Pendant mon enfance, ma mère était la plus cool. Elle était artiste et elle m’a emmenée au MoMA pour ce spectacle, “Film Stills”. C’était sans doute dans les années 90, quand le MoMA l’a acheté. Je me souviens m’être dit que c’était vraiment génial parce que cela semblait très authentique et que je n’avais jamais rien vu dans un musée auquel je pouvais personnellement m’identifier, que je pouvais vraiment comprendre, et j’avais l’impression que là, je pouvais. Et je me sentais très punk et féministe et cool. C’est vraiment ce que j’ai toujours admiré.
J’ai commencé à me servir de moi comme mannequin par nécessité parce que je n’avais pas accès à des mannequins et comme mon mari est photographe, il pouvait me prendre en photo. Mais j’avais vraiment toujours Sherman en tête, particulièrement l’idée de la femme au foyer avec laquelle jouer. Et j’utilise d’autres références aussi. Comme cette pièce que je fais en ce moment qui est inspirée par Judy Chicago, une autre artiste féministe qui joue avec l’idée de la femme au foyer dans son oeuvre “The Dinner Party”. Je crois que cela fait aussi partie de l’ironie de mes vêtements. J’essaie d’intégrer cet esprit féministe dans mes vêtements, à partir des oeuvres de ces artistes.
Tu es entourée d’art et d’artistes – avec ton mari et ta belle-mère. Est-ce que le fait de partager un studio avec eux donne l’impression d’un projet artistique collaboratif ? Est-ce que vous travaillez en vous inspirant mutuellement ? Et trouves-tu important d’impliquer tes enfants dans l’art ?

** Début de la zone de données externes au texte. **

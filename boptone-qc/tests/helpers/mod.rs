//! Test Helper Utilities
//!
//! Shared utilities for testing boptone-qc

#![allow(dead_code, unused_imports)]

pub mod audio_generator;
pub mod ports;

pub use audio_generator::{generate_wav_bytes, WavConfig};
pub use ports::{
    flac_props, mp3_props, validator_with, CannedSource, ScriptedMeasurer,
};
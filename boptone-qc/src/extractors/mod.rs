//! Extraction layer
//!
//! Everything that turns the raw upload into facts the rule engine can judge:
//! - `format_detector`: filename extension → container/codec family
//! - `metadata_extractor`: container properties via the `MetadataSource` port
//! - `loudness_analyzer`: integrated loudness and true peak via the `LoudnessMeasurer` port

pub mod format_detector;
pub mod loudness_analyzer;
pub mod metadata_extractor;

pub use format_detector::{file_extension, FormatDetection, FormatDetector};
pub use loudness_analyzer::{
    build_report, parse_loudnorm_output, FfmpegLoudnessMeasurer, LoudnessAnalyzer, LoudnessError,
    LoudnessMeasurement, LoudnessMeasurer, LoudnessOutcome,
};
pub use metadata_extractor::{
    LoftyMetadataSource, MetadataError, MetadataExtraction, MetadataExtractor, MetadataSource,
    ParsedAudio,
};
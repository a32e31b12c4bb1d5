//! Cover-art validation
//!
//! Independent of the audio pipeline. Checks the declared format against the
//! allowlist, enforces the size floor and ceiling, and cross-checks the declared
//! extension against the file's magic bytes. Pixel dimensions are not verified; a
//! reminder is added to `info`.

use crate::config::CoverArtLimits;
use crate::extractors::format_detector::file_extension;
use crate::types::{CoverArtValidationResult, ImageFormat};
use tracing::debug;

/// Cover-art validator over the configured limits
pub struct CoverArtValidator {
    limits: CoverArtLimits,
}

impl CoverArtValidator {
    pub fn new(limits: CoverArtLimits) -> Self {
        Self { limits }
    }

    fn allowed_list(&self) -> String {
        self.limits
            .allowed_formats
            .iter()
            .map(|f| f.as_str())
            .collect::<Vec<_>>()
            .join(" or ")
    }

    pub fn validate(&self, buffer: &[u8], filename: &str) -> CoverArtValidationResult {
        let mut errors = Vec::new();
        let mut warnings = Vec::new();
        let mut info = Vec::new();
        let size = buffer.len() as u64;

        let declared = file_extension(filename)
            .as_deref()
            .and_then(ImageFormat::from_extension);
        let mut format = match declared {
            Some(f) if self.limits.allowed_formats.contains(&f) => Some(f),
            Some(f) => {
                errors.push(format!(
                    "{} cover art is not accepted. Use {}.",
                    f,
                    self.allowed_list()
                ));
                Some(f)
            }
            None => {
                errors.push(format!(
                    "Unrecognised cover art file type. Use {}.",
                    self.allowed_list()
                ));
                None
            }
        };

        if size > self.limits.max_file_size_bytes {
            errors.push(format!(
                "Cover art is {:.1} MB; the maximum is {:.0} MB.",
                size as f64 / (1024.0 * 1024.0),
                self.limits.max_file_size_bytes as f64 / (1024.0 * 1024.0)
            ));
        } else if size < self.limits.min_file_size_bytes {
            errors.push(format!(
                "Cover art is only {} bytes; it is likely empty or too low resolution.",
                size
            ));
        }

        // Content sniffing; unknown bytes are left to the extension check
        if let Some(kind) = infer::get(buffer) {
            match ImageFormat::from_mime(kind.mime_type()) {
                Some(sniffed) if !self.limits.allowed_formats.contains(&sniffed) => {
                    errors.push(format!(
                        "File content is {}, which is not accepted. Use {}.",
                        sniffed,
                        self.allowed_list()
                    ));
                }
                Some(sniffed) if Some(sniffed) != declared => {
                    if declared.is_some() {
                        warnings.push(format!(
                            "File extension does not match its content ({}). Rename the file to match.",
                            sniffed
                        ));
                    }
                    format = Some(sniffed);
                }
                Some(_) => {}
                None => {
                    errors.push(format!(
                        "File content ({}) is not a supported image.",
                        kind.mime_type()
                    ));
                }
            }
        }

        if errors.is_empty() {
            info.push(format!(
                "Pixel dimensions are not checked automatically; streaming platforms expect at least {}x{} px square artwork.",
                self.limits.recommended_min_dimension_px, self.limits.recommended_min_dimension_px
            ));
        }

        let is_valid = errors.is_empty();
        let is_distribution_ready = is_valid && warnings.is_empty();
        let summary = if !is_valid {
            format!("Cover art rejected: {}", errors[0])
        } else if !is_distribution_ready {
            format!("Cover art accepted with {} warning(s).", warnings.len())
        } else {
            "Cover art meets format and size requirements.".to_string()
        };

        debug!(
            file = filename,
            format = ?format,
            size_bytes = size,
            is_valid,
            "Cover art validated"
        );

        CoverArtValidationResult {
            is_valid,
            is_distribution_ready,
            errors,
            warnings,
            info,
            format,
            file_size_bytes: size,
            summary,
        }
    }
}
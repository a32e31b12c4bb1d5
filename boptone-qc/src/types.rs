//! Core types for audio quality control
//!
//! Defines the data model shared by the extractors, the rule engine, the tier
//! classifier and the result builder:
//! - **AudioTechnicalProfile**: immutable snapshot of parsed audio properties
//! - **ValidationIssue**: one severity-tagged finding with a stable code
//! - **LoudnessReport**: integrated loudness, true peak and platform readiness
//! - **QualityTier**: ordered verdict
//!   (rejected < boptone_only < distribution_ready < boptone_premium)
//! - **AudioValidationResult** / **CoverArtValidationResult**: final reports
//!
//! All report types serialise with camelCase fields so the upload pipeline can persist
//! them verbatim.

use serde::{Deserialize, Serialize};
use std::fmt;

// ============================================================================
// Issues
// ============================================================================

/// Issue severity
///
/// Errors block the upload, warnings block external distribution, info is advisory.
#[derive(Debug, Clone, Copy, PartialEq, Eq, Hash, Serialize, Deserialize)]
#[serde(rename_all = "lowercase")]
pub enum Severity {
    Error,
    Warning,
    Info,
}

/// Stable issue codes for programmatic branching
///
/// Serialised as SCREAMING_SNAKE_CASE (e.g. `DURATION_TOO_SHORT`). Never rename a
/// variant without a migration for persisted issue lists.
#[derive(Debug, Clone, Copy, PartialEq, Eq, Hash, PartialOrd, Ord, Serialize, Deserialize)]
#[serde(rename_all = "SCREAMING_SNAKE_CASE")]
pub enum IssueCode {
    // Structural
    UnsupportedFormat,
    // Size
    FileTooLarge,
    FileTooSmall,
    // Metadata extraction
    MetadataParseError,
    // Duration
    DurationTooShort,
    DurationTooLong,
    // Sample rate
    SampleRateTooLow,
    SampleRateNonstandard,
    // Bit depth
    BitDepthTooLow,
    BitDepthAcceptable,
    // Channels
    TooManyChannels,
    MonoNotAllowed,
    MonoAudio,
    // Bitrate
    BitrateTooLow,
    BitrateSuboptimal,
    // Format class
    LossyFormat,
    // Loudness
    AudioClipping,
    TruePeakHigh,
    LoudnessExtremelyHigh,
    LoudnessHigh,
    LoudnessTooLow,
}

impl IssueCode {
    pub fn as_str(&self) -> &'static str {
        match self {
            IssueCode::UnsupportedFormat => "UNSUPPORTED_FORMAT",
            IssueCode::FileTooLarge => "FILE_TOO_LARGE",
            IssueCode::FileTooSmall => "FILE_TOO_SMALL",
            IssueCode::MetadataParseError => "METADATA_PARSE_ERROR",
            IssueCode::DurationTooShort => "DURATION_TOO_SHORT",
            IssueCode::DurationTooLong => "DURATION_TOO_LONG",
            IssueCode::SampleRateTooLow => "SAMPLE_RATE_TOO_LOW",
            IssueCode::SampleRateNonstandard => "SAMPLE_RATE_NONSTANDARD",
            IssueCode::BitDepthTooLow => "BIT_DEPTH_TOO_LOW",
            IssueCode::BitDepthAcceptable => "BIT_DEPTH_ACCEPTABLE",
            IssueCode::TooManyChannels => "TOO_MANY_CHANNELS",
            IssueCode::MonoNotAllowed => "MONO_NOT_ALLOWED",
            IssueCode::MonoAudio => "MONO_AUDIO",
            IssueCode::BitrateTooLow => "BITRATE_TOO_LOW",
            IssueCode::BitrateSuboptimal => "BITRATE_SUBOPTIMAL",
            IssueCode::LossyFormat => "LOSSY_FORMAT",
            IssueCode::AudioClipping => "AUDIO_CLIPPING",
            IssueCode::TruePeakHigh => "TRUE_PEAK_HIGH",
            IssueCode::LoudnessExtremelyHigh => "LOUDNESS_EXTREMELY_HIGH",
            IssueCode::LoudnessHigh => "LOUDNESS_HIGH",
            IssueCode::LoudnessTooLow => "LOUDNESS_TOO_LOW",
        }
    }
}

impl fmt::Display for IssueCode {
    fn fmt(&self, f: &mut fmt::Formatter<'_>) -> fmt::Result {
        f.write_str(self.as_str())
    }
}

/// One validation finding
#[derive(Debug, Clone, PartialEq, Serialize, Deserialize)]
#[serde(rename_all = "camelCase")]
pub struct ValidationIssue {
    /// Stable code (e.g. `SAMPLE_RATE_TOO_LOW`)
    pub code: IssueCode,
    /// Severity
    pub severity: Severity,
    /// Profile field the issue refers to (e.g. "sampleRate")
    pub field: String,
    /// Human-readable message
    pub message: String,
    /// Observed value, if any
    #[serde(default, skip_serializing_if = "Option::is_none")]
    pub value: Option<serde_json::Value>,
    /// Requirement the value failed, if any
    #[serde(default, skip_serializing_if = "Option::is_none")]
    pub requirement: Option<String>,
}

impl ValidationIssue {
    pub fn new(
        code: IssueCode,
        severity: Severity,
        field: impl Into<String>,
        message: impl Into<String>,
    ) -> Self {
        Self {
            code,
            severity,
            field: field.into(),
            message: message.into(),
            value: None,
            requirement: None,
        }
    }

    pub fn error(code: IssueCode, field: impl Into<String>, message: impl Into<String>) -> Self {
        Self::new(code, Severity::Error, field, message)
    }

    pub fn warning(code: IssueCode, field: impl Into<String>, message: impl Into<String>) -> Self {
        Self::new(code, Severity::Warning, field, message)
    }

    pub fn info(code: IssueCode, field: impl Into<String>, message: impl Into<String>) -> Self {
        Self::new(code, Severity::Info, field, message)
    }

    /// Attach the observed value
    pub fn with_value(mut self, value: impl Into<serde_json::Value>) -> Self {
        self.value = Some(value.into());
        self
    }

    /// Attach the requirement text
    pub fn with_requirement(mut self, requirement: impl Into<String>) -> Self {
        self.requirement = Some(requirement.into());
        self
    }
}

// ============================================================================
// Format and technical profile
// ============================================================================

/// Container/codec family resolved from a filename extension
#[derive(Debug, Clone, PartialEq, Eq, Serialize, Deserialize)]
#[serde(rename_all = "camelCase")]
pub struct FormatInfo {
    /// Lower-cased extension without the dot (e.g. "flac")
    pub extension: String,
    /// Display name (e.g. "FLAC")
    pub format: String,
    /// MIME type (e.g. "audio/flac")
    pub mime_type: String,
    /// Codec family (e.g. "PCM", "AAC")
    pub codec: String,
    /// Whether the family is lossless
    pub is_lossless: bool,
}

/// Immutable snapshot of the audio's technical properties
///
/// Computed once per validation call and never persisted by the engine.
#[derive(Debug, Clone, PartialEq, Serialize, Deserialize)]
#[serde(rename_all = "camelCase")]
pub struct AudioTechnicalProfile {
    pub format: String,
    pub mime_type: String,
    pub file_size_bytes: u64,
    pub duration_seconds: f64,
    pub sample_rate_hz: u32,
    pub bit_depth: Option<u16>,
    pub channels: u16,
    pub channel_layout: String,
    pub bitrate_kbps: Option<u32>,
    pub is_lossless: bool,
    pub codec: String,
    pub encoder: Option<String>,
}

/// Human label for a channel count
pub fn channel_layout(channels: u16) -> String {
    match channels {
        1 => "mono".to_string(),
        2 => "stereo".to_string(),
        n => format!("{}-channel", n),
    }
}

// ============================================================================
// Loudness
// ============================================================================

/// Readiness against one streaming platform's loudness target
#[derive(Debug, Clone, PartialEq, Serialize, Deserialize)]
#[serde(rename_all = "camelCase")]
pub struct PlatformCompliance {
    pub platform: String,
    pub target_lufs: f64,
    pub tolerance_lu: f64,
    /// Measured loudness minus target (positive = louder than target)
    pub deviation_lu: f64,
    pub ready: bool,
}
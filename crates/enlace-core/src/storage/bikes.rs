//! Repository for bike database operations.

use std::sync::Arc;

use sqlx::PgPool;

use crate::{
    error::Result,
    models::{Bike, BikeId, NewBike, UpdateBike},
};

/// Repository for bike database operations.
pub struct Repository {
    pool: Arc<PgPool>,
}

impl Repository {
    /// Creates a new repository instance.
    pub fn new(pool: Arc<PgPool>) -> Self {
        Self { pool }
    }

    /// Returns a reference to the database pool.
    pub fn pool(&self) -> Arc<PgPool> {
        self.pool.clone()
    }

    /// Creates a new bike.
    ///
    /// # Errors
    ///
    /// Returns error if the insert fails.
    pub async fn create(&self, new_bike: &NewBike) -> Result<Bike> {
        let bike = sqlx::query_as::<_, Bike>(
            r"
            INSERT INTO bikes (id, name, model)
            VALUES ($1, $2, $3)
            RETURNING id, name, model, created_at, updated_at
            ",
        )
        .bind(BikeId::new().0)
        .bind(&new_bike.name)
        .bind(&new_bike.model)
        .fetch_one(&*self.pool)
        .await?;

        Ok(bike)
    }

    /// Lists all bikes.
    ///
    /// # Errors
    ///
    /// Returns error if the query fails.
    pub async fn list_all(&self) -> Result<Vec<Bike>> {
        let bikes = sqlx::query_as::<_, Bike>(
            r"
            SELECT id, name, model, created_at, updated_at
            FROM bikes
            ORDER BY created_at
            ",
        )
        .fetch_all(&*self.pool)
        .await?;

        Ok(bikes)
    }

    /// Finds a bike by ID.
    ///
    /// # Errors
    ///
    /// Returns error if the query fails.
    pub async fn find_by_id(&self, id: BikeId) -> Result<Option<Bike>> {
        let bike = sqlx::query_as::<_, Bike>(
            r"
            SELECT id, name, model, created_at, updated_at
            FROM bikes
            WHERE id = $1
            ",
        )
        .bind(id.0)
        .fetch_optional(&*self.pool)
        .await?;

        Ok(bike)
    }

    /// Applies a partial update, returning the updated record.
    ///
    /// Returns `None` when no bike with the given ID exists.
    ///
    /// # Errors
    ///
    /// Returns error if the update fails.
    pub async fn update(&self, id: BikeId, update: &UpdateBike) -> Result<Option<Bike>> {
        let bike = sqlx::query_as::<_, Bike>(
            r"
            UPDATE bikes
            SET name = COALESCE($2, name),
                model = COALESCE($3, model),
                updated_at = NOW()
            WHERE id = $1
            RETURNING id, name, model, created_at, updated_at
            ",
        )
        .bind(id.0)
        .bind(update.name.as_deref())
        .bind(update.model.as_deref())
        .fetch_optional(&*self.pool)
        .await?;

        Ok(bike)
    }

    /// Deletes a bike, returning the deleted record.
    ///
    /// Returns `None` when no bike with the given ID exists.
    ///
    /// # Errors
    ///
    /// Returns error if the delete fails.
    pub async fn delete(&self, id: BikeId) -> Result<Option<Bike>> {
        let bike = sqlx::query_as::<_, Bike>(
            r"
            DELETE FROM bikes
            WHERE id = $1
            RETURNING id, name, model, created_at, updated_at
            ",
        )
        .bind(id.0)
        .fetch_optional(&*self.pool)
        .await?;

        Ok(bike)
    }
}
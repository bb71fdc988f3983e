//! Point-in-time snapshots of the three fleet collections.
//!
//! The aggregator issues all three collection reads concurrently and fails
//! the whole snapshot if any single read fails. No partial snapshots are
//! produced; the caller falls back to synthetic data instead.

use enlace_core::{storage::Storage, Bike, Car, User};
use serde::{Deserialize, Serialize};
use tracing::debug;

use crate::error::Result;

/// A fresh read of all three record collections.
///
/// Produced per webhook invocation and never cached.
#[derive(Debug, Clone, Default, Serialize, Deserialize)]
pub struct Snapshot {
    /// All user records.
    pub users: Vec<User>,
    /// All bike records.
    pub bikes: Vec<Bike>,
    /// All car records.
    pub cars: Vec<Car>,
}

impl Snapshot {
    /// Total number of records across all collections.
    pub fn record_count(&self) -> usize {
        self.users.len() + self.bikes.len() + self.cars.len()
    }
}

/// Source of fleet snapshots.
///
/// The production implementation reads the database; tests can inject a
/// stub to simulate store outages without a live database.
#[async_trait::async_trait]
pub trait SnapshotSource: Send + Sync {
    /// Fetches a fresh snapshot of all three collections.
    ///
    /// # Errors
    ///
    /// Returns `RelayError::BackingStoreUnavailable` when the store
    /// connection is down or any single collection read fails.
    async fn fetch_snapshot(&self) -> Result<Snapshot>;
}

/// Snapshot source backed by the repository layer.
///
/// Fans out over the three repositories concurrently; any single failure
/// fails the whole aggregation.
pub struct StoreAggregator {
    storage: Storage,
}

impl StoreAggregator {
    /// Creates an aggregator over the given storage.
    pub fn new(storage: Storage) -> Self {
        Self { storage }
    }
}

#[async_trait::async_trait]
impl SnapshotSource for StoreAggregator {
    async fn fetch_snapshot(&self) -> Result<Snapshot> {
        let (users, bikes, cars) = tokio::try_join!(
            self.storage.users.list_all(),
            self.storage.bikes.list_all(),
            self.storage.cars.list_all(),
        )?;

        let snapshot = Snapshot { users, bikes, cars };
        debug!(records = snapshot.record_count(), "Aggregated fleet snapshot");

        Ok(snapshot)
    }
}

#[cfg(test)]
mod tests {
    use super::*;
    use crate::error::RelayError;

    #[test]
    fn record_count_sums_all_collections() {
        let snapshot = crate::fallback::fallback_snapshot();
        assert_eq!(snapshot.record_count(), 6);
    }

    #[tokio::test]
    async fn unreachable_store_fails_the_whole_snapshot() {
        // A lazily-connected pool with no server behind it makes every read
        // fail, which must surface as a store-unavailable error. The short
        // acquire timeout keeps the test fast.
        let pool = sqlx::postgres::PgPoolOptions::new()
            .acquire_timeout(std::time::Duration::from_millis(200))
            .connect_lazy("postgresql://127.0.0.1:1/enlace")
            .unwrap();
        let aggregator = StoreAggregator::new(Storage::new(pool));

        let err = aggregator.fetch_snapshot().await.unwrap_err();
        assert!(matches!(err, RelayError::BackingStoreUnavailable { .. }));
    }
}
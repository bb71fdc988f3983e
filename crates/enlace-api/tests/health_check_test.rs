//! Health check endpoint tests.
//!
//! Verifies the health surface stays up and reports a degraded status when
//! the backing store is unreachable, rather than failing the check.

use std::{sync::Arc, time::Duration};

use axum::{
    body::Body,
    http::{Request, StatusCode},
};
use enlace_api::{create_router, AppState};
use enlace_core::{storage::Storage, TestClock};
use enlace_relay::{CoordinatorNotifier, RelayService, StoreAggregator};
use serde_json::Value;
use tower::ServiceExt;

#[tokio::test]
async fn health_check_survives_database_outage() {
    let pool = sqlx::postgres::PgPoolOptions::new()
        .acquire_timeout(Duration::from_millis(200))
        .connect_lazy("postgresql://127.0.0.1:1/enlace")
        .unwrap();
    let storage = Storage::new(pool);

    let notifier =
        CoordinatorNotifier::new("http://127.0.0.1:1/send".to_string(), Duration::from_secs(1))
            .unwrap();
    let relay = Arc::new(RelayService::new(
        Arc::new(StoreAggregator::new(storage.clone())),
        notifier,
        Arc::new(TestClock::new()),
    ));

    let app = create_router(AppState { storage, relay, clock: Arc::new(TestClock::new()) });

    for uri in ["/health", "/api/health"] {
        let request = Request::builder().method("GET").uri(uri).body(Body::empty()).unwrap();
        let response = app.clone().oneshot(request).await.expect("request succeeds");

        // The endpoint itself never goes down with the database.
        assert_eq!(response.status(), StatusCode::OK);

        let bytes = axum::body::to_bytes(response.into_body(), usize::MAX).await.unwrap();
        let body: Value = serde_json::from_slice(&bytes).expect("health response is JSON");

        assert_eq!(body["status"], "degraded");
        assert_eq!(body["database"]["status"], "down");
        assert!(body["timestamp"].is_string());
        assert!(body["environment"].is_string());
    }
}
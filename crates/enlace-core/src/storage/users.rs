//! Repository for user database operations.
//!
//! Provides the full CRUD surface plus the `list_all` read the relay's
//! snapshot aggregator depends on.

use std::sync::Arc;

use sqlx::PgPool;

use crate::{
    error::Result,
    models::{NewUser, UpdateUser, User, UserId},
};

/// Repository for user database operations.
pub struct Repository {
    pool: Arc<PgPool>,
}

impl Repository {
    /// Creates a new repository instance.
    pub fn new(pool: Arc<PgPool>) -> Self {
        Self { pool }
    }

    /// Returns a reference to the database pool.
    pub fn pool(&self) -> Arc<PgPool> {
        self.pool.clone()
    }

    /// Creates a new user.
    ///
    /// # Errors
    ///
    /// Returns error if the insert fails or constraints are violated.
    pub async fn create(&self, new_user: &NewUser) -> Result<User> {
        let user = sqlx::query_as::<_, User>(
            r"
            INSERT INTO users (id, name, email)
            VALUES ($1, $2, $3)
            RETURNING id, name, email, created_at, updated_at
            ",
        )
        .bind(UserId::new().0)
        .bind(&new_user.name)
        .bind(&new_user.email)
        .fetch_one(&*self.pool)
        .await?;

        Ok(user)
    }

    /// Lists all users.
    ///
    /// # Errors
    ///
    /// Returns error if the query fails.
    pub async fn list_all(&self) -> Result<Vec<User>> {
        let users = sqlx::query_as::<_, User>(
            r"
            SELECT id, name, email, created_at, updated_at
            FROM users
            ORDER BY created_at
            ",
        )
        .fetch_all(&*self.pool)
        .await?;

        Ok(users)
    }

    /// Finds a user by ID.
    ///
    /// # Errors
    ///
    /// Returns error if the query fails.
    pub async fn find_by_id(&self, id: UserId) -> Result<Option<User>> {
        let user = sqlx::query_as::<_, User>(
            r"
            SELECT id, name, email, created_at, updated_at
            FROM users
            WHERE id = $1
            ",
        )
        .bind(id.0)
        .fetch_optional(&*self.pool)
        .await?;

        Ok(user)
    }

    /// Applies a partial update, returning the updated record.
    ///
    /// Returns `None` when no user with the given ID exists.
    ///
    /// # Errors
    ///
    /// Returns error if the update fails.
    pub async fn update(&self, id: UserId, update: &UpdateUser) -> Result<Option<User>> {
        let user = sqlx::query_as::<_, User>(
            r"
            UPDATE users
            SET name = COALESCE($2, name),
                email = COALESCE($3, email),
                updated_at = NOW()
            WHERE id = $1
            RETURNING id, name, email, created_at, updated_at
            ",
        )
        .bind(id.0)
        .bind(update.name.as_deref())
        .bind(update.email.as_deref())
        .fetch_optional(&*self.pool)
        .await?;

        Ok(user)
    }

    /// Deletes a user, returning the deleted record.
    ///
    /// Returns `None` when no user with the given ID exists.
    ///
    /// # Errors
    ///
    /// Returns error if the delete fails.
    pub async fn delete(&self, id: UserId) -> Result<Option<User>> {
        let user = sqlx::query_as::<_, User>(
            r"
            DELETE FROM users
            WHERE id = $1
            RETURNING id, name, email, created_at, updated_at
            ",
        )
        .bind(id.0)
        .fetch_optional(&*self.pool)
        .await?;

        Ok(user)
    }
}
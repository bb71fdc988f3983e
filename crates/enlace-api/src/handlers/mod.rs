//! HTTP request handlers for the Enlace API.
//!
//! Handlers are grouped by functionality:
//! - `health` - service health reporting
//! - `relay` - coordinator webhook entry and state reset
//! - `users` / `bikes` / `cars` - thin CRUD pass-through over the
//!   repository layer
//!
//! CRUD handlers share one error convention: `{ "message": <string> }`
//! bodies with 400 for invalid input, 404 for missing entities and 500 for
//! storage failures. The relay endpoints use the coordinator wire shapes
//! instead.

use axum::{http::StatusCode, response::{IntoResponse, Response}, Json};
use enlace_core::CoreError;
use serde_json::json;

pub mod bikes;
pub mod cars;
pub mod health;
pub mod relay;
pub mod users;

pub use bikes::{create_bike, delete_bike, get_bike, list_bikes, update_bike};
pub use cars::{create_car, delete_car, get_car, list_cars, update_car};
pub use health::health_check;
pub use relay::{coordinator_webhook, reset_relay};
pub use users::{create_user, delete_user, get_user, list_users, update_user};

/// Builds the standard `{ "message": ... }` error response.
pub(crate) fn message_response(status: StatusCode, message: impl Into<String>) -> Response {
    (status, Json(json!({ "message": message.into() }))).into_response()
}

/// Maps a storage error to the CRUD error convention.
pub(crate) fn storage_error_response(err: &CoreError) -> Response {
    let status = match err {
        CoreError::NotFound(_) => StatusCode::NOT_FOUND,
        CoreError::InvalidInput(_) | CoreError::ConstraintViolation(_) => StatusCode::BAD_REQUEST,
        CoreError::Database(_) => StatusCode::INTERNAL_SERVER_ERROR,
    };
    message_response(status, err.to_string())
}
//! Health check handler for service monitoring.
//!
//! The health surface stays up through database and downstream outages:
//! a store failure degrades the reported status but never takes the
//! endpoint down, so platform health checks keep passing while the relay
//! runs in fallback mode.

use axum::{extract::State, response::IntoResponse, Json};
use chrono::{DateTime, Utc};
use serde::Serialize;
use tracing::{debug, instrument, warn};

use crate::AppState;

/// Health check response structure.
#[derive(Debug, Serialize)]
pub struct HealthResponse {
    /// Overall service status: `"ok"` or `"degraded"`.
    pub status: &'static str,
    /// Human-readable summary.
    pub message: &'static str,
    /// When the check was performed.
    pub timestamp: DateTime<Utc>,
    /// Deployment environment name.
    pub environment: String,
    /// Backing store connectivity.
    pub database: DatabaseHealth,
}

/// Database component health.
#[derive(Debug, Serialize)]
pub struct DatabaseHealth {
    /// `"up"` or `"down"`.
    pub status: &'static str,
    /// Failure detail when down.
    #[serde(skip_serializing_if = "Option::is_none")]
    pub message: Option<String>,
}

/// Health check endpoint handler.
///
/// Always responds 200; a database outage is reported as a degraded status
/// rather than a failing check.
#[instrument(name = "health_check", skip(state))]
pub async fn health_check(State(state): State<AppState>) -> impl IntoResponse {
    debug!("Performing health check");

    let database = match state.storage.health_check().await {
        Ok(()) => DatabaseHealth { status: "up", message: None },
        Err(e) => {
            warn!(error = %e, "Database health check failed");
            DatabaseHealth { status: "down", message: Some(e.to_string()) }
        },
    };

    let degraded = database.status == "down";

    Json(HealthResponse {
        status: if degraded { "degraded" } else { "ok" },
        message: if degraded { "API is running in limited mode" } else { "API is running" },
        timestamp: state.clock.now_utc(),
        environment: std::env::var("ENVIRONMENT").unwrap_or_else(|_| "development".to_string()),
        database,
    })
}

Je n’y ai jamais vraiment pensé spécifiquement, à l’idée d’exposer nos enfants à l’art parce qu’il y en a tellement autour d’eux que je pense qu’ils le comprennent. Ma belle-mère (painter, Claudia Aronow) utilisait ce studio au départ, c’était vraiment son espace. Puis nous l’avons envahi, peu à peu. Cela a commencé avec mon mari et son matériel de photographie. Et maintenant sa mère fait aussi de la photographie. Mais à l’époque, j’étais encore avocate. Maintenant nous utilisons tous cet espace, ensemble et individuellement. Les moments où nous y faisons des shootings ensemble n’arrivent que rarement. Le plus souvent, je suis à ce bureau-ci et il est à ce bureau-là. Nous avons besoin de nous arranger parce que cela peut vite devenir chaotique, du genre “J’ai un rendez-vous ici” “Non, c’est moi !”. Mais c’est agréable de nous voir toujours aller et venir. Et ma belle-mère est toujours en train de changer les peintures ici – c’est si agréable ! Et je crois que beaucoup de créatifs font l’expérience de la solitude quand ils travaillent. Donc c’est agréable d’avoir ses proches et des invités inattendus travailler en parallèle.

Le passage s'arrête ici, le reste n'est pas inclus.